» **RECORDED INFORMATION**:
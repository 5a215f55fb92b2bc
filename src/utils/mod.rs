pub mod files;
pub mod segmenter;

» **PROBLEM TO SOLVE**: Your job is to output all of the material exactly.

» **RESPONSE TO THIS TASK**:
repository 5a215f55fb92b2bc
filename src/utils/mod.rs
pub mod files;
pub mod segmenter;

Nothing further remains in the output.